Making sense of Internet censorship using automation

posted by Daniel Tkacik
August 3, 2017

Depending on which country you are in, various parts of the Internet may be censored for various reasons – some lawful and some not. Currently, the life of an Internet censorship researcher is a hard one; the process of finding out which websites are censored and which ones are not can be an incredibly cumbersome process. 

“Imagine you have a list of 10,000 URLs. Your eyes glaze over scrolling through them and you don’t notice the one or two URLs that are critical,” says Zack Weinberg, a CyLab researcher and a Ph.D. student in the department of Electrical and Computer Engineering. “But if this job were performed by a computer – a computer does not get bored.”

Last week, Weinberg presented a new automated method for studying Internet censorship, in which the computer takes on a bigger role than the human in scanning the Internet for censored (or not censored) material. Weinberg presented the study at the 17th Privacy Enhancing Technologies Symposium in Minneapolis.

Using the new automated method, Weinberg and his team analyzed the content and longevity of 760,000 websites found on actual blacklists of censored content in particular countries as well as “probe lists” – hand-curated lists of websites that, based on previous studies, may have an elevated chance of being censored. These probe lists are a key component of Internet censorship research.

The researchers found that the actual blacklists had few similarities with the probe lists.

“The number one thing that gets censored the most worldwide is social media,” Weinberg says. “These days, censorship tends to be aimed at making it harder for mass popular movements to organize. Social media is pretty good at that.”

Yet, despite the prominence of social media censorship worldwide, Weinberg says they were relatively under-represented in the hand-curated probe lists that they looked at.

“Using this automated method could better inform those lists in the future,” Weinberg says.
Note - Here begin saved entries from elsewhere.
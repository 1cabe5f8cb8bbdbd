//! Player state machine: foul counting, eviction, and reinstatement.
//!
//! ```text
//! Dormant ──register──▶ Active ──foul──▶ Flagged ──foul──▶ Evicted
//!                         ▲                                  │
//!                         └────────reinstate─────────────────┤
//!                                                            ▼
//!                                               PermanentlyRemoved
//! ```
//!
//! The coordinator owns every `Player` and is the only caller of the
//! mutating methods. Each player's timer task only ever sees positions
//! reported back to it through notices.

use std::fmt;

use rand::Rng;
use serde::{Deserialize, Serialize};

use crate::config::EvictionPolicy;
use crate::direction::Direction;
use crate::error::{KernelError, Result};
use crate::grid::Position;

/// Stable player identity, assigned in registration order.
#[derive(Debug, Clone, Copy, PartialEq, Eq, Hash, PartialOrd, Ord, Serialize, Deserialize)]
pub struct PlayerId(pub u32);

impl fmt::Display for PlayerId {
    fn fmt(&self, f: &mut fmt::Formatter<'_>) -> fmt::Result {
        write!(f, "P{}", self.0)
    }
}

#[derive(Debug, Clone, Copy, PartialEq, Eq, Serialize, Deserialize)]
#[serde(rename_all = "snake_case")]
pub enum PlayerStatus {
    /// Constructed but never placed on the grid
    Dormant,
    Active,
    /// Fouled at least once since the last reinstatement
    Flagged,
    /// Off the grid, waiting for the reinstatement timer
    Evicted,
    /// Off the grid for good
    PermanentlyRemoved,
}

/// What an eviction means for the player's future.
#[derive(Debug, Clone, Copy, PartialEq, Eq)]
pub enum Eviction {
    /// The player may ask to return after the reinstatement delay.
    Suspended,
    Permanent,
}

#[derive(Debug, Clone)]
pub struct Player {
    id: PlayerId,
    name: String,
    position: Option<Position>,
    flag_count: u32,
    eviction_count: u32,
    status: PlayerStatus,
    policy: EvictionPolicy,
}

impl Player {
    pub fn new(id: PlayerId, name: impl Into<String>, policy: EvictionPolicy) -> Self {
        Self {
            id,
            name: name.into(),
            position: None,
            flag_count: 0,
            eviction_count: 0,
            status: PlayerStatus::Dormant,
            policy,
        }
    }

    pub fn id(&self) -> PlayerId {
        self.id
    }

    pub fn name(&self) -> &str {
        &self.name
    }

    pub fn position(&self) -> Option<Position> {
        self.position
    }

    pub fn flag_count(&self) -> u32 {
        self.flag_count
    }

    pub fn eviction_count(&self) -> u32 {
        self.eviction_count
    }

    pub fn status(&self) -> PlayerStatus {
        self.status
    }

    pub fn is_on_grid(&self) -> bool {
        matches!(self.status, PlayerStatus::Active | PlayerStatus::Flagged)
    }

    /// Record a fouled move. Returns the foul count since the last
    /// reinstatement.
    pub fn flag(&mut self) -> u32 {
        self.flag_count += 1;
        if self.status == PlayerStatus::Active {
            self.status = PlayerStatus::Flagged;
        }
        self.flag_count
    }

    /// True once enough fouls have piled up to evict the player.
    pub fn is_to_be_removed(&self) -> bool {
        self.flag_count >= self.policy.flag_threshold
    }

    pub fn is_permanently_disallowed(&self) -> bool {
        self.eviction_count >= self.policy.permanent_threshold
    }

    /// Take the player off the grid and count the eviction.
    pub fn evict(&mut self) -> Eviction {
        self.eviction_count += 1;
        self.position = None;
        if self.is_permanently_disallowed() {
            self.status = PlayerStatus::PermanentlyRemoved;
            Eviction::Permanent
        } else {
            self.status = PlayerStatus::Evicted;
            Eviction::Suspended
        }
    }

    /// Put the player on the grid for the first time.
    pub(crate) fn place(&mut self, position: Position) {
        self.position = Some(position);
        self.status = PlayerStatus::Active;
    }

    /// Bring an evicted player back. The foul count resets; the eviction
    /// count is kept so a second eviction is permanent.
    pub(crate) fn reinstate(&mut self, position: Position) {
        self.flag_count = 0;
        self.place(position);
    }

    pub(crate) fn relocate(&mut self, position: Position) {
        self.position = Some(position);
    }

    pub fn summary(&self) -> PlayerSummary {
        PlayerSummary {
            id: self.id,
            name: self.name.clone(),
            status: self.status,
            position: self.position,
            flag_count: self.flag_count,
            eviction_count: self.eviction_count,
        }
    }
}

impl fmt::Display for Player {
    fn fmt(&self, f: &mut fmt::Formatter<'_>) -> fmt::Result {
        write!(f, "{} ({})", self.name, self.id)
    }
}

/// Serializable snapshot of a player at the end of a run.
#[derive(Debug, Clone, PartialEq, Eq, Serialize, Deserialize)]
pub struct PlayerSummary {
    pub id: PlayerId,
    pub name: String,
    pub status: PlayerStatus,
    pub position: Option<Position>,
    pub flag_count: u32,
    pub eviction_count: u32,
}

/// Pick a direction uniformly among those that stay on a `grid_size` grid.
///
/// Draws from all four directions and redraws whenever the step would leave
/// the grid, so corners exclude two directions and edges one. Gives up with
/// [`KernelError::DirectionExhausted`] after `max_attempts` draws.
pub fn choose_direction<R: Rng + ?Sized>(
    rng: &mut R,
    position: Position,
    grid_size: usize,
    max_attempts: u32,
) -> Result<Direction> {
    for _ in 0..max_attempts {
        let direction = Direction::ALL[rng.random_range(0..Direction::ALL.len())];
        if position.step(direction, grid_size).is_some() {
            return Ok(direction);
        }
    }
    Err(KernelError::DirectionExhausted {
        attempts: max_attempts,
    })
}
The researchers also found that webpages on controversial topics tend to have much shorter lifetimes (i.e. are up for some amount of time and then are censored) than pages with non-controversial content.

“This says to us that probe lists need to be continuously updated to be useful,” Weinberg says.

Other authors on the study included ECE Ph.D. students Mahmood Sharif and Janos Szurdi, and Engineering and Public Policy and Institute for Software Research professor Nicolas Christin.